* _Problem to solve_
Copy out all lines in the data below containing the string "player".

(Extracted data entries)

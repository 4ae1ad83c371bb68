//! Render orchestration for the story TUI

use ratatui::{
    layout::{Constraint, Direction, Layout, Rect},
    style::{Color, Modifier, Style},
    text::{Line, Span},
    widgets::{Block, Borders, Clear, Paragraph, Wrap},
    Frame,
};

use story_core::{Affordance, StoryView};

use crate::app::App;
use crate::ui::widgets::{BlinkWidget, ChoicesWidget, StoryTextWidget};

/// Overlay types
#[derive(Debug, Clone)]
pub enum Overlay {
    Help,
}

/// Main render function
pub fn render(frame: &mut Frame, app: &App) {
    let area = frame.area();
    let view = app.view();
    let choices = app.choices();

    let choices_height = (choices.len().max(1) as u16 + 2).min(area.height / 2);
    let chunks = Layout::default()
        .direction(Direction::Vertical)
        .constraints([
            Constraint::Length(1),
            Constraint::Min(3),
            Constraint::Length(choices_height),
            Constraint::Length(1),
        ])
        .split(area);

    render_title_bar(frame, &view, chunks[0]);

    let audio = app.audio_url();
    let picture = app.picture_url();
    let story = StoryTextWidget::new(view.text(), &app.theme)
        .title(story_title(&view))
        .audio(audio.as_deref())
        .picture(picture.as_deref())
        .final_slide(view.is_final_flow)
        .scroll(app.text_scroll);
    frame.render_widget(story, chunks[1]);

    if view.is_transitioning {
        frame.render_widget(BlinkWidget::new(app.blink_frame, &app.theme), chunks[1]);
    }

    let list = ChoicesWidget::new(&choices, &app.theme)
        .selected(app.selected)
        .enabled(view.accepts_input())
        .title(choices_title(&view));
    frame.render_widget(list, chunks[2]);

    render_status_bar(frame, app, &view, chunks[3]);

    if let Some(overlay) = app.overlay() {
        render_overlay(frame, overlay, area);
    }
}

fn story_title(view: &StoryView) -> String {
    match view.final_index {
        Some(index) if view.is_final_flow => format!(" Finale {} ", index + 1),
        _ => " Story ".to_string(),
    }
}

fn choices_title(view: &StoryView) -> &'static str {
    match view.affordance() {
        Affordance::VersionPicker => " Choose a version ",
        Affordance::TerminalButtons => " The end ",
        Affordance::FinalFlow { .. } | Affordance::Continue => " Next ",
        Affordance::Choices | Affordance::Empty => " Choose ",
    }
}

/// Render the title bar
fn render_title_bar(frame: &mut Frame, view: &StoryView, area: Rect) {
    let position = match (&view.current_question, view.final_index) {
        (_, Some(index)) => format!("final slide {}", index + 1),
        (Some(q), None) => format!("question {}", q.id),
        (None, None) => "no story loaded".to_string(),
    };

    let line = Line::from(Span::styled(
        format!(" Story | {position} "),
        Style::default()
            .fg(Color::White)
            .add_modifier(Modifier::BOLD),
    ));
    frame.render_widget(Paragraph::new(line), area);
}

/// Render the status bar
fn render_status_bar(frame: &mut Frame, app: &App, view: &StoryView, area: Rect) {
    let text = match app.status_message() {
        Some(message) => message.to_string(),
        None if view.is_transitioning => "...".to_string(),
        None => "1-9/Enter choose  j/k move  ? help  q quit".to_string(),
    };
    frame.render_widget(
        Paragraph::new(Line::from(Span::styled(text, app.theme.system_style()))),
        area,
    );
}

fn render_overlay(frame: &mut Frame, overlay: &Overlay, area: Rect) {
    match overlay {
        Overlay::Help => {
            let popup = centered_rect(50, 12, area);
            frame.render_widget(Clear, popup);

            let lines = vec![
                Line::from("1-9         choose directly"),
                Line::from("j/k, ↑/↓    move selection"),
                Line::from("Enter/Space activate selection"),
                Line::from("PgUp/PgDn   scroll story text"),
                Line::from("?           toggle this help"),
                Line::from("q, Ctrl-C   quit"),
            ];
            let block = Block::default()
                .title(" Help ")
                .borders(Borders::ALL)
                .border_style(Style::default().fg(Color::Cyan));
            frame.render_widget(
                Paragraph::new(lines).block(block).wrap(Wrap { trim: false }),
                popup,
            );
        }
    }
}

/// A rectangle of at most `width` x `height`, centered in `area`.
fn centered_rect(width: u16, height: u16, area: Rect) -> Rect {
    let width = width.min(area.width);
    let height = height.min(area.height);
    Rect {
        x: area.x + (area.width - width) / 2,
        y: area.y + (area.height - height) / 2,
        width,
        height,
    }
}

--

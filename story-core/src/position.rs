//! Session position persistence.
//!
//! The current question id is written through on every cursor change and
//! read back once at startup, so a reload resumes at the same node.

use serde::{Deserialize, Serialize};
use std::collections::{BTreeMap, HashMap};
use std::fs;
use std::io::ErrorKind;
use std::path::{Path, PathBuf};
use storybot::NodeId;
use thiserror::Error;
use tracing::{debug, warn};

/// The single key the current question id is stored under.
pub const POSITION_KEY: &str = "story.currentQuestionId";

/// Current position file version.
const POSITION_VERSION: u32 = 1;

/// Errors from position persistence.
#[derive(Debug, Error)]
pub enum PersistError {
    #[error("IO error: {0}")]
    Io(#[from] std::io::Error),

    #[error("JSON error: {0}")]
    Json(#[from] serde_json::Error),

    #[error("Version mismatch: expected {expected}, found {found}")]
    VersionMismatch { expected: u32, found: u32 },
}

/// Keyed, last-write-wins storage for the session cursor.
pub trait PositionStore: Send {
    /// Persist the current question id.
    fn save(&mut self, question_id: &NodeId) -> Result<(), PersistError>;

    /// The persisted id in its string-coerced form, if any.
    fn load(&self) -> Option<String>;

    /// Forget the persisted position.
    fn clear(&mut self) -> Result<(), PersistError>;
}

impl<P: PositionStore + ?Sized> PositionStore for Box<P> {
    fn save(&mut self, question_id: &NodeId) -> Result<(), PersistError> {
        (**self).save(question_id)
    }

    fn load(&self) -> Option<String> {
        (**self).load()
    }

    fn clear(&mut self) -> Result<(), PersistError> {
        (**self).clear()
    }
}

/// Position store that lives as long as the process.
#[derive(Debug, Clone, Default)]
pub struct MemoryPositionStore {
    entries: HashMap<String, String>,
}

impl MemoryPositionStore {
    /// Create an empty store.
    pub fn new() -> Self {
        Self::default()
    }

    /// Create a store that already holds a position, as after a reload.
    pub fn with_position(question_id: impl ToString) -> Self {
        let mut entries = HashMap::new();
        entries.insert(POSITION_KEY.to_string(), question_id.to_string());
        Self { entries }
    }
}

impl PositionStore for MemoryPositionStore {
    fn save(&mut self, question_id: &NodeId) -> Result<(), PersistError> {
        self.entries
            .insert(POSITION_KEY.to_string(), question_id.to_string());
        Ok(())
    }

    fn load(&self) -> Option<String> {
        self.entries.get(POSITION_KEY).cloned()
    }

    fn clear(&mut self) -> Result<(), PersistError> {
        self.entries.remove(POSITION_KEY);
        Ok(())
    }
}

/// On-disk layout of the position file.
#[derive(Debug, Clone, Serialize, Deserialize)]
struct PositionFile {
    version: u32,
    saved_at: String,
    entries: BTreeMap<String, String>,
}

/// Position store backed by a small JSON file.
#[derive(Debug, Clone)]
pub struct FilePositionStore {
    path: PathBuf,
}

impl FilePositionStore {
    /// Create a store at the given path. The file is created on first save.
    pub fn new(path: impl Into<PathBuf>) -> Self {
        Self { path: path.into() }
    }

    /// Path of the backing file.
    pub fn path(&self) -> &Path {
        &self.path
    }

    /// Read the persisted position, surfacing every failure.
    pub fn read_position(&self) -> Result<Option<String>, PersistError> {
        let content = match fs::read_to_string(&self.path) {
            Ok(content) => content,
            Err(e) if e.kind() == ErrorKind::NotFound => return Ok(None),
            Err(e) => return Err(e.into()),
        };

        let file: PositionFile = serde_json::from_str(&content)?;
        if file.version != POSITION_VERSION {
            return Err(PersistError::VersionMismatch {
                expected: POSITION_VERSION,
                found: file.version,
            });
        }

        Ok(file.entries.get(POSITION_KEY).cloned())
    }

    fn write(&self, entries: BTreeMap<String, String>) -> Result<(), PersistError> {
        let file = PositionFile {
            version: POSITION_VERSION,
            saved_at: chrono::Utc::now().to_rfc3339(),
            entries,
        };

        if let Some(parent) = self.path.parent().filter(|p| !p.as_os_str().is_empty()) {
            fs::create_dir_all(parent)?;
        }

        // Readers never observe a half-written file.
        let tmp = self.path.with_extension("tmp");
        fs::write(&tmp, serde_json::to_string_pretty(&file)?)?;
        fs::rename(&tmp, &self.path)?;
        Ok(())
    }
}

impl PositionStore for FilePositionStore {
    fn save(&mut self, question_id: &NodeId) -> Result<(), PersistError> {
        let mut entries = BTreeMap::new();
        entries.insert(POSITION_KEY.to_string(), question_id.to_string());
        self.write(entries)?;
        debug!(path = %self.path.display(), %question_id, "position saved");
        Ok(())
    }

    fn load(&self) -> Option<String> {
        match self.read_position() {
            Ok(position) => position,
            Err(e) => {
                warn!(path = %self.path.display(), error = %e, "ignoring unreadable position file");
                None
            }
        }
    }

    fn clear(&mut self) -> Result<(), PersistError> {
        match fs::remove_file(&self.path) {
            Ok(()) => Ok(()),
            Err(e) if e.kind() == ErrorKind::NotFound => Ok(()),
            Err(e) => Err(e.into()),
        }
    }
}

* * *

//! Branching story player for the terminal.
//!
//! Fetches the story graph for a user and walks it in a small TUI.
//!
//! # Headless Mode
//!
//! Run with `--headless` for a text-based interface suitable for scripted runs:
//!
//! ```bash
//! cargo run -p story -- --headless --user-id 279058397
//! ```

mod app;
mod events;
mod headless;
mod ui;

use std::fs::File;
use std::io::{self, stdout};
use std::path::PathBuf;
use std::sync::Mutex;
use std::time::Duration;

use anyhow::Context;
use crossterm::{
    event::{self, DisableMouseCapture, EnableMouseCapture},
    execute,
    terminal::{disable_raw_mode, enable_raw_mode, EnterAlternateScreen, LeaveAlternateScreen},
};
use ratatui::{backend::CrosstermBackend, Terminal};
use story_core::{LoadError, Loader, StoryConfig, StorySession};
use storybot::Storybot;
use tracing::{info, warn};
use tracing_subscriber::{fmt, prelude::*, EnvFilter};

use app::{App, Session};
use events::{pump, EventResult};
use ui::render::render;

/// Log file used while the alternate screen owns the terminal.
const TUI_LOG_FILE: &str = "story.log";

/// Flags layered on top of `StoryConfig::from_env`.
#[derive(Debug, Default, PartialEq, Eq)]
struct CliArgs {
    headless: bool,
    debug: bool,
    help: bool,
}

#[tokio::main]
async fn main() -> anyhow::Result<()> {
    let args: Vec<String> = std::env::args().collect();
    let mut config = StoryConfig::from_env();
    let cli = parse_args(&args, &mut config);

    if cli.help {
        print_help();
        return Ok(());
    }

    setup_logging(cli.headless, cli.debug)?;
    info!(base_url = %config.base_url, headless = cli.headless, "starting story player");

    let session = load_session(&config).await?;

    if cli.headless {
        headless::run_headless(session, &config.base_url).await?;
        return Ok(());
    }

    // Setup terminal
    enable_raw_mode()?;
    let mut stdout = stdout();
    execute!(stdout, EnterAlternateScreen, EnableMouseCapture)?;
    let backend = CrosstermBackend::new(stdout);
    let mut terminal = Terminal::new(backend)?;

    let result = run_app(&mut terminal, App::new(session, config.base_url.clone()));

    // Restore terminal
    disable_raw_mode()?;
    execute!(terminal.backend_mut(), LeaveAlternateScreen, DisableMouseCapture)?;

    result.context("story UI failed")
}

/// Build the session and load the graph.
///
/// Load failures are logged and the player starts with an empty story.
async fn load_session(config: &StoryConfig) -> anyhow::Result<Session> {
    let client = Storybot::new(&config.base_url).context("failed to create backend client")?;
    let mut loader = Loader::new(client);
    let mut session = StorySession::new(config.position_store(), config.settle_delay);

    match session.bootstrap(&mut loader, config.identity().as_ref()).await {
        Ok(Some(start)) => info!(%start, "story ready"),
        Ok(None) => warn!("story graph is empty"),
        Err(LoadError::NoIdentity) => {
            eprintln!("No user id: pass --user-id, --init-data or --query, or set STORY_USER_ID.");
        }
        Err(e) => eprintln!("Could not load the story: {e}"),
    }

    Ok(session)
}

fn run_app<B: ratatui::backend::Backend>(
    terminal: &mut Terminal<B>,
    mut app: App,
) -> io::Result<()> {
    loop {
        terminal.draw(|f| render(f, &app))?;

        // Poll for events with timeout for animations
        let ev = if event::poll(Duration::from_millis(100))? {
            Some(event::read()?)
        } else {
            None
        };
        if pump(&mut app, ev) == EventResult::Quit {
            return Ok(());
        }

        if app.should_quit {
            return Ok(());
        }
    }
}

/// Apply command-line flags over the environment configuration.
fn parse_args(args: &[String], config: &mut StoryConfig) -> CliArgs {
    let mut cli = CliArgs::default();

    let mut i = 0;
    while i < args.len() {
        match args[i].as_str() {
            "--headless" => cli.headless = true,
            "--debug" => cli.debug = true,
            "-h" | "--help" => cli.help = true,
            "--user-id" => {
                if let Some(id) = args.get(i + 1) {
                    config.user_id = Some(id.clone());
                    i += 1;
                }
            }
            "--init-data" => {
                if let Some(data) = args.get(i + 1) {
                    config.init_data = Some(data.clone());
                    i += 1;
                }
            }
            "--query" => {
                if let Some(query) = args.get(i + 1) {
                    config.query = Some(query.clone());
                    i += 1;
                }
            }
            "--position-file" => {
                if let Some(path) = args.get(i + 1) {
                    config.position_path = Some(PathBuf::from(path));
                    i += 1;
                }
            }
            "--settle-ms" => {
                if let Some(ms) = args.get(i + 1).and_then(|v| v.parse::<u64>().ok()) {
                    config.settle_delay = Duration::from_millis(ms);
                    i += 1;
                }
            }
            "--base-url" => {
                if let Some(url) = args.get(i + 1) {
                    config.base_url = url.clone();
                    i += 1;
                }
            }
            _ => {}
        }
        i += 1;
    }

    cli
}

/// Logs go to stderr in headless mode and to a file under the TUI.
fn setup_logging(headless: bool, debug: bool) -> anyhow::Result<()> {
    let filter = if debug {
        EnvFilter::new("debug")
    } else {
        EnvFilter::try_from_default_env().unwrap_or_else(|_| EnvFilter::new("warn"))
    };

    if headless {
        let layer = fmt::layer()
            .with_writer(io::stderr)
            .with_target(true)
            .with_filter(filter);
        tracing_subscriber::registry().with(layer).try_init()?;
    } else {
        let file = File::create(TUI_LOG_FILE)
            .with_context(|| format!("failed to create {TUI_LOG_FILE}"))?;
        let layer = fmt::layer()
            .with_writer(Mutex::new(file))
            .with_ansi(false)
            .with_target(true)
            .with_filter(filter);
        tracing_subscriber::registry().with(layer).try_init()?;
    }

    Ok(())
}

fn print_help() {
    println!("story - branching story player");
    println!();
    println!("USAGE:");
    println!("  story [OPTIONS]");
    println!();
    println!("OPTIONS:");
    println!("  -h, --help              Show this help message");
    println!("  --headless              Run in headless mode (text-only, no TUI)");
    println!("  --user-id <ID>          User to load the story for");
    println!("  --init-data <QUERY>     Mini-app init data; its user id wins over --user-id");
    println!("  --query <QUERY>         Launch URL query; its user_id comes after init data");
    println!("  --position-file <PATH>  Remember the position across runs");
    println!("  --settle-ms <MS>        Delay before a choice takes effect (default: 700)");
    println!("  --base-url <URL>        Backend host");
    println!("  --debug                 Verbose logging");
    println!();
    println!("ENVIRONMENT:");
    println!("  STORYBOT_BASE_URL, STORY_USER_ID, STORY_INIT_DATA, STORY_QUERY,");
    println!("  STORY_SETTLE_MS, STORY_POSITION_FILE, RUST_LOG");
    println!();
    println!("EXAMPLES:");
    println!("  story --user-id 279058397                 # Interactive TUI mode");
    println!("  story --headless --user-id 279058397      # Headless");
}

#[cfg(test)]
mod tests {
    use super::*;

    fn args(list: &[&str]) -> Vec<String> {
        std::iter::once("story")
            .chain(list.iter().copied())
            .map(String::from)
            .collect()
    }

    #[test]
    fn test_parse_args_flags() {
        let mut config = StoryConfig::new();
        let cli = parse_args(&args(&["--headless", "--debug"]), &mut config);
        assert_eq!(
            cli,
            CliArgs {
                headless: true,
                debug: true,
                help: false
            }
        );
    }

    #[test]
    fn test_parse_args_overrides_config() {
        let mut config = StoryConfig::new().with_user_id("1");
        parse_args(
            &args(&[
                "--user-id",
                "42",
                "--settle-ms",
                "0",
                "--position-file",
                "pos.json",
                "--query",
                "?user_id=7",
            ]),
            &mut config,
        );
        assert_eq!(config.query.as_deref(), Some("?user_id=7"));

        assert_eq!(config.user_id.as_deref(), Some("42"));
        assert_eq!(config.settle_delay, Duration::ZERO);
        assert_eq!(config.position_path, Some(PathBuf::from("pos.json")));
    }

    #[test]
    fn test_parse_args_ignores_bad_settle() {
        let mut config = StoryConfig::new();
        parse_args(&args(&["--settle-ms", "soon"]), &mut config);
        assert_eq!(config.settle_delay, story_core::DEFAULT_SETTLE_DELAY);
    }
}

* _Exercise response_
//! Branching story player for the terminal.
    info!(base_url = %config.base_url, headless = cli.headless, "starting story player");
/// Load failures are logged and the player starts with an empty story.
    println!("story - branching story player");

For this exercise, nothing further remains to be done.